### About this exercise
Type out the records that follow, exactly as given.

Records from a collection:
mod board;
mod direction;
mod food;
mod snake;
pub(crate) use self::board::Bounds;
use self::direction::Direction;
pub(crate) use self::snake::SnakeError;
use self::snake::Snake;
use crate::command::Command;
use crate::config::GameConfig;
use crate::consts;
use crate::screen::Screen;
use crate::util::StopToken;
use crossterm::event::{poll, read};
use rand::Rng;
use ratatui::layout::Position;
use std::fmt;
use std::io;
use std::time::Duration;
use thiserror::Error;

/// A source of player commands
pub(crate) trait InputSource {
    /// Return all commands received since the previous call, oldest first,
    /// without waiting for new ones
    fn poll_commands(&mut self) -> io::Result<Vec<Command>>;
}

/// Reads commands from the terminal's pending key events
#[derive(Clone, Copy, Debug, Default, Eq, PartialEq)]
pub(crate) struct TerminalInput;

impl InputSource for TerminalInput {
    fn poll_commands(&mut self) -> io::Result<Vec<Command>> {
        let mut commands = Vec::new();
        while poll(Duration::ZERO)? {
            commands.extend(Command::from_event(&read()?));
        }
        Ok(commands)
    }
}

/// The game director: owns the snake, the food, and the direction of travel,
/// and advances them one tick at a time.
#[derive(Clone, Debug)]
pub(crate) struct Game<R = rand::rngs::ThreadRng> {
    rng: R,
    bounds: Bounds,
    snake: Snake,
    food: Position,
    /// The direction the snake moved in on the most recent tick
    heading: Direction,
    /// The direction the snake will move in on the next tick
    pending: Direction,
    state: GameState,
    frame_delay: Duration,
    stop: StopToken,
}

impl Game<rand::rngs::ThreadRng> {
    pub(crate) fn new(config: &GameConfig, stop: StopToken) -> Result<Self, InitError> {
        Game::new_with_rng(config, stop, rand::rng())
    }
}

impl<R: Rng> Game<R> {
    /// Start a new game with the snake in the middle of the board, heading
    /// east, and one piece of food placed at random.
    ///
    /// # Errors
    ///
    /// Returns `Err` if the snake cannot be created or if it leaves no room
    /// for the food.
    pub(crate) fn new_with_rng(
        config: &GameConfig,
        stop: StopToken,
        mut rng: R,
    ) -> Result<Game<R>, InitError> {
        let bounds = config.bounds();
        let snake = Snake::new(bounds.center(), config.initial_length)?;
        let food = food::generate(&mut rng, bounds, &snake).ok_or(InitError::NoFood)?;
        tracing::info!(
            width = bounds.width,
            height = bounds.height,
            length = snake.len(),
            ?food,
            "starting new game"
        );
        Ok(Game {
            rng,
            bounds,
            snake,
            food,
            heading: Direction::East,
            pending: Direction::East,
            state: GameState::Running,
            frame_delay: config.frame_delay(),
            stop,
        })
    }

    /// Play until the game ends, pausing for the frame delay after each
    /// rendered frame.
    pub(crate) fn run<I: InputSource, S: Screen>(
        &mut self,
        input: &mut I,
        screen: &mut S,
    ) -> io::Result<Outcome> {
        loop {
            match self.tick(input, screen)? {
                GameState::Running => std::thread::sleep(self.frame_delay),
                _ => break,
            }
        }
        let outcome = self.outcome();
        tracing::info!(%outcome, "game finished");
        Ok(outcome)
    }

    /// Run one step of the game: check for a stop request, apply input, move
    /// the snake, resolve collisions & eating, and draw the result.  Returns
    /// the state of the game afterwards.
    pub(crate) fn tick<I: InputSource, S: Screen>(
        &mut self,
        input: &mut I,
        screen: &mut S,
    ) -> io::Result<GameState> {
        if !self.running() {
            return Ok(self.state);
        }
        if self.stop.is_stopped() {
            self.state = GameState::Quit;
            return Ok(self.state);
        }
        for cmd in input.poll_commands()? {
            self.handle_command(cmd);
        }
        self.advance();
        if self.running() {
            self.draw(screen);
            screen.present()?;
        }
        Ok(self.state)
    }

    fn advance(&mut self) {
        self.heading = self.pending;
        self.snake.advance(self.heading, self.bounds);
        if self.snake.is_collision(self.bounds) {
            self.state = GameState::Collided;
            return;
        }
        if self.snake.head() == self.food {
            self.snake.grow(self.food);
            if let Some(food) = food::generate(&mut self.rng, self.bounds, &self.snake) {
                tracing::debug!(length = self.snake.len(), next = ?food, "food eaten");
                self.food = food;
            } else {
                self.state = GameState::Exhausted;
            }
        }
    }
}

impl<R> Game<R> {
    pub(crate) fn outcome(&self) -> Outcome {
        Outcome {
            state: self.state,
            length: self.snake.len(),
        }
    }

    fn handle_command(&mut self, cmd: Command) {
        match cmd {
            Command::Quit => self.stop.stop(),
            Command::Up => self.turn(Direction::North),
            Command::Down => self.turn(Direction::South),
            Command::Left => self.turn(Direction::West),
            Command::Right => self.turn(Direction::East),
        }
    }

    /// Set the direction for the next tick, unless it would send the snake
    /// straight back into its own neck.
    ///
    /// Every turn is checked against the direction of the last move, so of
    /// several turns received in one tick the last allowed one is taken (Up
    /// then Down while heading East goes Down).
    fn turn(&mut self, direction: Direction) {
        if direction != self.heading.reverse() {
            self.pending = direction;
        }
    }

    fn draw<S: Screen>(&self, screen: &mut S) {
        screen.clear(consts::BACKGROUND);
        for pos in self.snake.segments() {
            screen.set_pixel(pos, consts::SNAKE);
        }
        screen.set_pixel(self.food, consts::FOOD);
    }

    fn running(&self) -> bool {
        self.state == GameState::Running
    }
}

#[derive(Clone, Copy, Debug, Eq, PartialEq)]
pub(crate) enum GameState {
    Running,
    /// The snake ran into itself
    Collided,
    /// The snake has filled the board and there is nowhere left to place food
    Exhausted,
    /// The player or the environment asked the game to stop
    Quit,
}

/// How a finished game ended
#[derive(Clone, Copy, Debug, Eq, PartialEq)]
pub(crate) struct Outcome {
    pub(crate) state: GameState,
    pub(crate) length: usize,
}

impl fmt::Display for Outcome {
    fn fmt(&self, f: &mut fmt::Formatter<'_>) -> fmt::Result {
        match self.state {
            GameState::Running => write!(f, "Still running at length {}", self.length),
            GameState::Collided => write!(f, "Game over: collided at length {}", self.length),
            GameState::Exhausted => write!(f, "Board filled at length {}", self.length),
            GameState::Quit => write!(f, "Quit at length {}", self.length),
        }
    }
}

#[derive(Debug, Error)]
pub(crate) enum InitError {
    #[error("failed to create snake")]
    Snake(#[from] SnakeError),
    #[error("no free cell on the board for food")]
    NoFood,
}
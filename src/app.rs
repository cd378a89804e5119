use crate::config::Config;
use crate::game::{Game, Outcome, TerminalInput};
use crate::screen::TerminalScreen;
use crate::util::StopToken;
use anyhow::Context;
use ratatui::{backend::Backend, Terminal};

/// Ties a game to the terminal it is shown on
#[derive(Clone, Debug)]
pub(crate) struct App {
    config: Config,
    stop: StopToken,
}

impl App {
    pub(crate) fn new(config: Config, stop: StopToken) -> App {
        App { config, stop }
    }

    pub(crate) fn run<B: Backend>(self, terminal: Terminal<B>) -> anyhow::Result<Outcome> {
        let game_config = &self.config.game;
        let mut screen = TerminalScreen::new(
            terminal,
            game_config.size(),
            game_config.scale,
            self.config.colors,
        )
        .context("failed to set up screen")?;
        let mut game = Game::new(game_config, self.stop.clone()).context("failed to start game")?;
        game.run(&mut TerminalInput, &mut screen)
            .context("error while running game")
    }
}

### Solution to this task
mod board;
mod direction;
mod food;
mod snake;
pub(crate) use self::board::Bounds;
use self::direction::Direction;
pub(crate) use self::snake::SnakeError;
use self::snake::Snake;
use crate::command::Command;
use crate::config::GameConfig;
use crate::consts;
use crate::screen::Screen;
use crate::util::StopToken;
use crossterm::event::{poll, read};
use rand::Rng;
use ratatui::layout::Position;
use std::fmt;
use std::io;
use std::time::Duration;
use thiserror::Error;

/// A source of player commands
pub(crate) trait InputSource {
    /// Return all commands received since the previous call, oldest first,
    /// without waiting for new ones
    fn poll_commands(&mut self) -> io::Result<Vec<Command>>;
}

/// Reads commands from the terminal's pending key events
#[derive(Clone, Copy, Debug, Default, Eq, PartialEq)]
pub(crate) struct TerminalInput;

impl InputSource for TerminalInput {
    fn poll_commands(&mut self) -> io::Result<Vec<Command>> {
        let mut commands = Vec::new();
        while poll(Duration::ZERO)? {
            commands.extend(Command::from_event(&read()?));
        }
        Ok(commands)
    }
}

/// The game director: owns the snake, the food, and the direction of travel,
/// and advances them one tick at a time.
#[derive(Clone, Debug)]
pub(crate) struct Game<R = rand::rngs::ThreadRng> {
    rng: R,
    bounds: Bounds,
    snake: Snake,
    food: Position,
    /// The direction the snake moved in on the most recent tick
    heading: Direction,
    /// The direction the snake will move in on the next tick
    pending: Direction,
    state: GameState,
    frame_delay: Duration,
    stop: StopToken,
}

impl Game<rand::rngs::ThreadRng> {
    pub(crate) fn new(config: &GameConfig, stop: StopToken) -> Result<Self, InitError> {
        Game::new_with_rng(config, stop, rand::rng())
    }
}

impl<R: Rng> Game<R> {
    /// Start a new game with the snake in the middle of the board, heading
    /// east, and one piece of food placed at random.
    ///
    /// # Errors
    ///
    /// Returns `Err` if the snake cannot be created or if it leaves no room
    /// for the food.
    pub(crate) fn new_with_rng(
        config: &GameConfig,
        stop: StopToken,
        mut rng: R,
    ) -> Result<Game<R>, InitError> {
        let bounds = config.bounds();
        let snake = Snake::new(bounds.center(), config.initial_length)?;
        let food = food::generate(&mut rng, bounds, &snake).ok_or(InitError::NoFood)?;
        tracing::info!(
            width = bounds.width,
            height = bounds.height,
            length = snake.len(),
            ?food,
            "starting new game"
        );
        Ok(Game {
            rng,
            bounds,
            snake,
            food,
            heading: Direction::East,
            pending: Direction::East,
            state: GameState::Running,
            frame_delay: config.frame_delay(),
            stop,
        })
    }

    /// Play until the game ends, pausing for the frame delay after each
    /// rendered frame.
    pub(crate) fn run<I: InputSource, S: Screen>(
        &mut self,
        input: &mut I,
        screen: &mut S,
    ) -> io::Result<Outcome> {
        loop {
            match self.tick(input, screen)? {
                GameState::Running => std::thread::sleep(self.frame_delay),
                _ => break,
            }
        }
        let outcome = self.outcome();
        tracing::info!(%outcome, "game finished");
        Ok(outcome)
    }

    /// Run one step of the game: check for a stop request, apply input, move
    /// the snake, resolve collisions & eating, and draw the result.  Returns
    /// the state of the game afterwards.
    pub(crate) fn tick<I: InputSource, S: Screen>(
        &mut self,
        input: &mut I,
        screen: &mut S,
    ) -> io::Result<GameState> {
        if !self.running() {
            return Ok(self.state);
        }
        if self.stop.is_stopped() {
            self.state = GameState::Quit;
            return Ok(self.state);
        }
        for cmd in input.poll_commands()? {
            self.handle_command(cmd);
        }
        self.advance();
        if self.running() {
            self.draw(screen);
            screen.present()?;
        }
        Ok(self.state)
    }

    fn advance(&mut self) {
        self.heading = self.pending;
        self.snake.advance(self.heading, self.bounds);
        if self.snake.is_collision(self.bounds) {
            self.state = GameState::Collided;
            return;
        }
        if self.snake.head() == self.food {
            self.snake.grow(self.food);
            if let Some(food) = food::generate(&mut self.rng, self.bounds, &self.snake) {
                tracing::debug!(length = self.snake.len(), next = ?food, "food eaten");
                self.food = food;
            } else {
                self.state = GameState::Exhausted;
            }
        }
    }
}

impl<R> Game<R> {
    pub(crate) fn outcome(&self) -> Outcome {
        Outcome {
            state: self.state,
            length: self.snake.len(),
        }
    }

    fn handle_command(&mut self, cmd: Command) {
        match cmd {
            Command::Quit => self.stop.stop(),
            Command::Up => self.turn(Direction::North),
            Command::Down => self.turn(Direction::South),
            Command::Left => self.turn(Direction::West),
            Command::Right => self.turn(Direction::East),
        }
    }

    /// Set the direction for the next tick, unless it would send the snake
    /// straight back into its own neck.
    ///
    /// Every turn is checked against the direction of the last move, so of
    /// several turns received in one tick the last allowed one is taken (Up
    /// then Down while heading East goes Down).
    fn turn(&mut self, direction: Direction) {
        if direction != self.heading.reverse() {
            self.pending = direction;
        }
    }

    fn draw<S: Screen>(&self, screen: &mut S) {
        screen.clear(consts::BACKGROUND);
        for pos in self.snake.segments() {
            screen.set_pixel(pos, consts::SNAKE);
        }
        screen.set_pixel(self.food, consts::FOOD);
    }

    fn running(&self) -> bool {
        self.state == GameState::Running
    }
}

#[derive(Clone, Copy, Debug, Eq, PartialEq)]
pub(crate) enum GameState {
    Running,
    /// The snake ran into itself
    Collided,
    /// The snake has filled the board and there is nowhere left to place food
    Exhausted,
    /// The player or the environment asked the game to stop
    Quit,
}

/// How a finished game ended
#[derive(Clone, Copy, Debug, Eq, PartialEq)]
pub(crate) struct Outcome {
    pub(crate) state: GameState,
    pub(crate) length: usize,
}

impl fmt::Display for Outcome {
    fn fmt(&self, f: &mut fmt::Formatter<'_>) -> fmt::Result {
        match self.state {
            GameState::Running => write!(f, "Still running at length {}", self.length),
            GameState::Collided => write!(f, "Game over: collided at length {}", self.length),
            GameState::Exhausted => write!(f, "Board filled at length {}", self.length),
            GameState::Quit => write!(f, "Quit at length {}", self.length),
        }
    }
}

#[derive(Debug, Error)]
pub(crate) enum InitError {
    #[error("failed to create snake")]
    Snake(#[from] SnakeError),
    #[error("no free cell on the board for food")]
    NoFood,
}
filename src/app.rs
repository cd378a89804e5119
use crate::config::Config;
use crate::game::{Game, Outcome, TerminalInput};
use crate::screen::TerminalScreen;
use crate::util::StopToken;
use anyhow::Context;
use ratatui::{backend::Backend, Terminal};

/// Ties a game to the terminal it is shown on
#[derive(Clone, Debug)]
pub(crate) struct App {
    config: Config,
    stop: StopToken,
}

impl App {
    pub(crate) fn new(config: Config, stop: StopToken) -> App {
        App { config, stop }
    }

    pub(crate) fn run<B: Backend>(self, terminal: Terminal<B>) -> anyhow::Result<Outcome> {
        let game_config = &self.config.game;
        let mut screen = TerminalScreen::new(
            terminal,
            game_config.size(),
            game_config.scale,
            self.config.colors,
        )
        .context("failed to set up screen")?;
        let mut game = Game::new(game_config, self.stop.clone()).context("failed to start game")?;
        game.run(&mut TerminalInput, &mut screen)
            .context("error while running game")
    }
}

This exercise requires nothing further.